Ever since the initiative began in mid-2012, there has been a transformation in food consumption patterns of the families here. This has largely been attributed to the ‘positive deviance home sessions’ and sustained nutrition counselling by women trained by the clusters. A positive deviance nutrition programme is a home- and neighbourhood-based model created to improve the indicators for children who are at risk of protein and energy malnutrition. According to this approach, the food habits of well-nourished children from poor families are observed and documented. These are then replicated among those in the community with malnourished children.

The ‘positive deviance home sessions’, spearheaded by the local women, have indeed proved effective in Sonaraithadi, bringing about a remarkable difference in the eating and growth patterns of the children, especially those belonging to the Santhal tribe and other marginalised communities. In fact, unprecedented weight gain has been noted among 90 per cent of the cases registered under the FHFI project in the district.

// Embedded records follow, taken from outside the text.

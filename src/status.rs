//! go-e compatible status rendering.
//!
//! [`render`] is a pure function from an adapter snapshot to the JSON object
//! the go-e charger ecosystem (openWB and friends) expects. The schema quirks
//! are an observed external contract and are reproduced bit for bit: every
//! numeric value is a quoted string, `sse` carries a `0x`-prefixed lowercase
//! hex version, and the per-phase "apparent power" fields scale the raw
//! deci-amp register values.

use serde::Serialize;

/// Charging-state classification for the `car` field, indexed by the raw
/// state 0..=11 (only 2..=11 are populated by the device).
const CAR_BY_STATE: [u8; 12] = [0, 0, 1, 1, 3, 3, 2, 2, 0, 0, 0, 0];

/// Error classification for the `err` field, indexed like [`CAR_BY_STATE`].
const ERR_BY_STATE: [u8; 12] = [0, 0, 0, 0, 0, 0, 0, 0, 0, 10, 0, 0];

/// A phase counts as present when its voltage exceeds this threshold.
const PHASE_VOLTAGE_THRESHOLD: u16 = 200;

/// Everything the renderer and the HTML templates need from one wallbox,
/// captured after a forced refresh.
#[derive(Debug, Clone, PartialEq)]
pub struct StatusSnapshot {
    pub client_id: u8,
    pub layout_version: u16,
    /// Raw charging state (register 5).
    pub state_raw: u16,
    /// Software allow flag.
    pub allowed: bool,
    /// Remote lock state derived from registers 13 and 259.
    pub locked: bool,
    /// Charging current preset in amps.
    pub preset_amps: f64,
    pub temperature_celsius: f64,
    pub session_energy_kwh: f64,
    pub total_energy_kwh: f64,
    pub power_kw: f64,
    /// Phase voltages L1..L3 in volts.
    pub voltages: [u16; 3],
    /// Phase currents L1..L3 in raw deci-amps.
    pub currents_raw: [u16; 3],
    pub hw_min_current: u16,
    pub hw_max_current: u16,
    pub logistic: String,
}

/// The go-e status object. Field order is the serialization order.
#[derive(Debug, Clone, Serialize)]
pub struct GoeStatus {
    pub version: String,
    pub car: String,
    pub amp: String,
    pub amx: String,
    pub err: String,
    pub ast: String,
    pub alw: String,
    pub stp: String,
    pub cbl: String,
    pub tmp: String,
    pub dws: String,
    pub dwo: String,
    pub eto: String,
    pub uby: String,
    pub ust: String,
    pub adi: String,
    pub al1: String,
    pub al2: String,
    pub al3: String,
    pub al4: String,
    pub al5: String,
    pub fwv: String,
    pub sse: String,
    pub ama: String,
    pub pha: String,
    pub hdec_mbusid: String,
    pub nrg: [String; 16],
}

/// Phase-presence bitmask: 3 bits per phase (relay and both sensing bits),
/// accumulating 9/18/36 for L1/L2/L3 above the voltage threshold.
fn phase_mask(voltages: &[u16; 3]) -> u16 {
    let mut mask = 0;
    if voltages[0] > PHASE_VOLTAGE_THRESHOLD {
        mask += 9; // 0000 1001
    }
    if voltages[1] > PHASE_VOLTAGE_THRESHOLD {
        mask += 18; // 0001 0010
    }
    if voltages[2] > PHASE_VOLTAGE_THRESHOLD {
        mask += 36; // 0010 0100
    }
    mask
}

/// Render a snapshot into the go-e status schema.
pub fn render(snapshot: &StatusSnapshot) -> GoeStatus {
    let state = usize::from(snapshot.state_raw);
    let car = CAR_BY_STATE.get(state).copied().unwrap_or(0);
    let err = ERR_BY_STATE.get(state).copied().unwrap_or(0);
    let amp = format!("{}", snapshot.preset_amps as i64);

    let volts = |i: usize| f64::from(snapshot.voltages[i]);
    let deciamps = |i: usize| f64::from(snapshot.currents_raw[i]);
    let nrg = [
        format!("{}", snapshot.voltages[0]),
        format!("{}", snapshot.voltages[1]),
        format!("{}", snapshot.voltages[2]),
        "0".to_string(),
        format!("{:.1}", deciamps(0)),
        format!("{:.1}", deciamps(1)),
        format!("{:.1}", deciamps(2)),
        format!("{:.1}", volts(0) * deciamps(0) / 100.0),
        format!("{:.1}", volts(1) * deciamps(1) / 100.0),
        format!("{:.1}", volts(2) * deciamps(2) / 100.0),
        "0".to_string(),
        format!("{:.1}", snapshot.power_kw * 100.0),
        "1".to_string(),
        "1".to_string(),
        "1".to_string(),
        "1".to_string(),
    ];

    GoeStatus {
        version: "B".to_string(),
        car: car.to_string(),
        amx: amp.clone(),
        amp,
        err: err.to_string(),
        ast: "0".to_string(),
        alw: if snapshot.allowed { "1" } else { "0" }.to_string(),
        stp: "0".to_string(),
        cbl: "16".to_string(),
        tmp: format!("{:.1}", snapshot.temperature_celsius),
        dws: format!("{}", (snapshot.session_energy_kwh * 360_000.0) as i64),
        dwo: "0".to_string(),
        eto: format!("{:.2}", snapshot.total_energy_kwh * 10.0),
        uby: "0".to_string(),
        ust: "2".to_string(),
        adi: "0".to_string(),
        al1: "0".to_string(),
        al2: "0".to_string(),
        al3: "0".to_string(),
        al4: "0".to_string(),
        al5: "0".to_string(),
        fwv: "040".to_string(),
        sse: format!("hdec-{:#x}", snapshot.layout_version),
        ama: snapshot.hw_max_current.to_string(),
        pha: phase_mask(&snapshot.voltages).to_string(),
        hdec_mbusid: snapshot.client_id.to_string(),
        nrg,
    }
}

Rina Devi, from Bisakh village, became a nutrition counsellor after her cluster leader motivated her to join the movement in 2012. At the time her only objective was to secure the good health of her three children. Now she is concerned about the well-being of the children of the entire community. Rina talks to mothers about serving three proper meals every day complete with green vegetables, lentils and fruit. She has also been consistently fighting the blackmarketing of foodgrain at her local ration shop, which incidentally caters to six villages in the area, to make sure that the other 20 families in Bisakh village are not cheated of their share of rice and wheat every month. As Rina shares, “Earlier, it was very difficult to procure goods from the ration shop. Now as a group we can at least ensure that everyone gets what they are entitled to. Gradually, the elected panchayat members too have come to support our efforts.”

Apart from awareness building and monitoring of the food schemes as part of the FHFI, the women’s clusters have taken on the responsibility of promoting the Mahatma Gandhi National Rural Employment Guarantee Act (MGNREGA) that promises 100 days of work to every family by advocating equal opportunities for women. Sudama Devi, 52, from Simra village, who is one of the eight cluster leaders of Nayi Shakti and a nutrition counsellor, makes an astute observation, “There are many factors that are linked to our fight against malnutrition and ill health. Having fair access to livelihood is one of them. If there is no work there will be no money in the house. If there is no money, there will be no food and it will naturally affect the growth, development, skills and efficiency of the people here.”

Sudama’s friend and fellow cluster head from Sabejor village, Kiron Devi, encapsulates all the hard work the women have been doing and what they have managed to achieve so far, in this way, “A community cannot develop if its people do not stand up and help themselves. It is through the initiative of the local women that we have collectively overcome the challenges of malnutrition that we had lived with all these years.”